What’s It About?

“Henry,” she said, “was an ass.”


Following the War of 1812, the U.S. government sought to stamp out British
influence in the Northwest Territory, including what became Minnesota. Henry Leavenworth, who was related to more than a handful of Yale alumni both then and later, was charged by U.S. Army Lieutenant Colonel Zebulon Pike with the building of a fort at the intersection of the Mississippi and Minnesota rivers.


Pike thought it most suitable to build the fort on the low ground by their
banks. While access at that location might have been good for trading, from
a military perspective, it was hardly ideal for defending the point.
Leavenworth was replaced by Josiah Snelling, after whom the Fort was ultimately named, in 1820. By the time Leavenworth left Minnesota, he had
married three times. Lake Harriet, one of Minneapolis’ famed chain of lakes, is the namesake of his third wife, Harriet Lovejoy.

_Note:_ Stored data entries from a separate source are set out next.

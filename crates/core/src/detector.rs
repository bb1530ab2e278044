//! Match detection module - runs, shapes, merging, rewards
//!
//! Detection walks every settled cell once as a pivot and measures the
//! maximal horizontal and vertical runs of its kind through it. Straight
//! runs of at least `MIN_RUN_LEN` become line matches; a pivot whose runs
//! qualify on both axes becomes a shaped match (L/T/cross). Overlapping
//! results are union-merged until disjoint, then each match is scored and
//! assigned its special-element reward.
//!
//! The detector never mutates the board, so re-running it on an untouched
//! board returns identical results.

use tilematch_types::{
    Axis, ElementKind, GridPos, MatchCell, MatchResult, Shape, MIN_RUN_LEN,
};

use crate::board::Board;
use crate::scoring::{self, ScoringConfig};

/// Merged clusters of at least this many cells classify as a cross
const CROSS_MIN_CELLS: usize = 5;

/// A match under construction: shape and pivot still subject to merging
#[derive(Debug, Clone)]
struct Candidate {
    kind: ElementKind,
    shape: Shape,
    cells: Vec<MatchCell>,
    pivot: Option<GridPos>,
}

impl Candidate {
    fn contains_pos(&self, pos: GridPos) -> bool {
        self.cells.iter().any(|c| c.pos == pos)
    }
}

/// Finds matches on a board. Stateless apart from the minimum run length,
/// which is configurable for forward balance work (the stock game uses 3).
#[derive(Debug, Clone)]
pub struct MatchDetector {
    min_run: usize,
}

impl MatchDetector {
    pub fn new() -> Self {
        Self { min_run: MIN_RUN_LEN }
    }

    /// Detector with a custom minimum run length (clamped to at least 2)
    pub fn with_min_run(min_run: usize) -> Self {
        Self {
            min_run: min_run.max(2),
        }
    }

    /// Scan the whole board and return every match, disjoint and scored.
    ///
    /// Cells that are `Empty` or not `stable` are never scanned and never
    /// extend a run (an unsettled cell breaks runs through it).
    pub fn find_matches(&self, board: &Board, cfg: &ScoringConfig) -> Vec<MatchResult> {
        let mut candidates: Vec<Candidate> = Vec::new();

        for pos in board.positions() {
            let cell = match board.get(pos) {
                Some(c) => *c,
                None => continue,
            };
            if cell.kind.is_empty() || !cell.stable {
                continue;
            }

            let h_run = run_through(board, pos, Axis::Horizontal);
            let v_run = run_through(board, pos, Axis::Vertical);
            let h_ok = h_run.len() >= self.min_run;
            let v_ok = v_run.len() >= self.min_run;

            if h_ok && v_ok {
                // Both axes qualify: merge the runs around this pivot.
                // The runs share exactly the pivot cell.
                let mut cells = h_run.clone();
                cells.extend(v_run.iter().filter(|c| c.pos != pos));
                let shape = classify_shape(cells.len(), pos, &h_run, &v_run);
                candidates.push(Candidate {
                    kind: cell.kind,
                    shape,
                    cells,
                    pivot: Some(pos),
                });
            }

            // Record each straight run once, from its first cell.
            if h_ok && h_run[0].pos == pos {
                candidates.push(Candidate {
                    kind: cell.kind,
                    shape: Shape::Line(Axis::Horizontal),
                    cells: h_run,
                    pivot: None,
                });
            }
            if v_ok && v_run[0].pos == pos {
                candidates.push(Candidate {
                    kind: cell.kind,
                    shape: Shape::Line(Axis::Vertical),
                    cells: v_run,
                    pivot: None,
                });
            }
        }

        let mut results: Vec<MatchResult> = merge_overlapping(candidates)
            .into_iter()
            .map(|c| finish(c, cfg))
            .collect();
        results.sort_by_key(|m| m.cells.first().map(|c| c.pos).unwrap_or(GridPos::new(0, 0)));
        results
    }
}

impl Default for MatchDetector {
    fn default() -> Self {
        Self::new()
    }
}

/// Maximal same-kind run through `pos` along `axis`, in ascending order.
/// Runs extend only across settled cells of the same kind.
fn run_through(board: &Board, pos: GridPos, axis: Axis) -> Vec<MatchCell> {
    let kind = board.kind_at(pos);
    let (dr, dc) = match axis {
        Axis::Horizontal => (0i16, 1i16),
        Axis::Vertical => (1i16, 0i16),
    };

    // Walk back to the run start, then collect forward.
    let mut start = pos;
    while let Some(prev) = start.offset(-dr, -dc) {
        if !extends_run(board, prev, kind) {
            break;
        }
        start = prev;
    }

    let mut cells = Vec::new();
    let mut cursor = Some(start);
    while let Some(p) = cursor {
        match board.get(p) {
            Some(c) if c.stable && c.kind == kind => {
                cells.push(MatchCell { id: c.id, pos: p });
            }
            _ => break,
        }
        cursor = p.offset(dr, dc);
    }
    cells
}

fn extends_run(board: &Board, pos: GridPos, kind: ElementKind) -> bool {
    match board.get(pos) {
        Some(c) => c.stable && c.kind == kind,
        None => false,
    }
}

/// Shape rule for a dual-axis pivot: cross at 5+ merged cells, L when the
/// pivot ends at least one run, T when it is interior to both.
fn classify_shape(merged_len: usize, pivot: GridPos, h_run: &[MatchCell], v_run: &[MatchCell]) -> Shape {
    if merged_len >= CROSS_MIN_CELLS {
        return Shape::Cross;
    }
    let ends = |run: &[MatchCell]| {
        run.first().map(|c| c.pos) == Some(pivot) || run.last().map(|c| c.pos) == Some(pivot)
    };
    if ends(h_run) || ends(v_run) {
        Shape::LShape
    } else {
        Shape::TShape
    }
}

/// Union-merge intersecting candidates until no two share a cell
fn merge_overlapping(mut candidates: Vec<Candidate>) -> Vec<Candidate> {
    loop {
        let mut merged_any = false;
        'scan: for i in 0..candidates.len() {
            for j in (i + 1)..candidates.len() {
                if intersects(&candidates[i], &candidates[j]) {
                    let other = candidates.swap_remove(j);
                    absorb(&mut candidates[i], other);
                    merged_any = true;
                    break 'scan;
                }
            }
        }
        if !merged_any {
            return candidates;
        }
    }
}

fn intersects(a: &Candidate, b: &Candidate) -> bool {
    a.cells.iter().any(|c| b.contains_pos(c.pos))
}

/// Fold `other` into `into`, re-classifying by merged size and pivot
fn absorb(into: &mut Candidate, other: Candidate) {
    let other_shape = other.shape;
    for cell in other.cells {
        if !into.contains_pos(cell.pos) {
            into.cells.push(cell);
        }
    }
    if into.pivot.is_none() {
        into.pivot = other.pivot;
    }

    into.shape = if into.cells.len() >= CROSS_MIN_CELLS {
        Shape::Cross
    } else if !matches!(into.shape, Shape::Line(_)) {
        into.shape
    } else if !matches!(other_shape, Shape::Line(_)) {
        other_shape
    } else {
        into.shape
    };
}

/// Seal a candidate: canonical cell order, anchor, score, reward
fn finish(mut c: Candidate, cfg: &ScoringConfig) -> MatchResult {
    c.cells.sort_by_key(|cell| cell.pos);
    let anchor = c.pivot.unwrap_or_else(|| centroid_cell(&c.cells));
    let score = scoring::match_score(cfg, c.kind, c.cells.len(), c.shape);
    let special_reward = special_reward(c.shape, c.cells.len());
    MatchResult {
        kind: c.kind,
        shape: c.shape,
        cells: c.cells,
        anchor,
        score,
        special_reward,
    }
}

/// The matched cell nearest the floor-averaged centroid (ties by cell order)
fn centroid_cell(cells: &[MatchCell]) -> GridPos {
    let n = cells.len().max(1) as u32;
    let row = cells.iter().map(|c| c.pos.row as u32).sum::<u32>() / n;
    let col = cells.iter().map(|c| c.pos.col as u32).sum::<u32>() / n;
    let target = GridPos::new(row as u8, col as u8);
    cells
        .iter()
        .min_by_key(|c| manhattan(c.pos, target))
        .map(|c| c.pos)
        .unwrap_or(target)
}

fn manhattan(a: GridPos, b: GridPos) -> u16 {
    let dr = (a.row as i16 - b.row as i16).unsigned_abs();
    let dc = (a.col as i16 - b.col as i16).unsigned_abs();
    dr + dc
}

/// Fixed reward table: 5+ in a line leaves a color bomb, shaped matches
/// leave a bomb, exactly 4 in a line leaves a row/column clear by axis.
fn special_reward(shape: Shape, len: usize) -> Option<ElementKind> {
    match shape {
        Shape::Line(_) if len >= 5 => Some(ElementKind::ColorBomb),
        Shape::LShape | Shape::TShape | Shape::Cross => Some(ElementKind::Bomb),
        Shape::Line(Axis::Horizontal) if len == 4 => Some(ElementKind::RowClear),
        Shape::Line(Axis::Vertical) if len == 4 => Some(ElementKind::ColClear),
        _ => None,
    }
}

Henry Leavenworth’s dubious legacy lives on in Minnesota at the museum established at the old Fort. On one occasion, Don Leavenworth, Henry’s later relative and Yale, Class of 1952, visited the Fort Snelling Museum. Upon his arrival at the Museum, Don saw a volunteer in period costume portraying a woman of the earlier era. Don asked if she knew of old Henry. In response, she leaned over and whispered to him about Henry Leavenworth’s nature —
see above!


It was only then that Don revealed his relation to old Henry.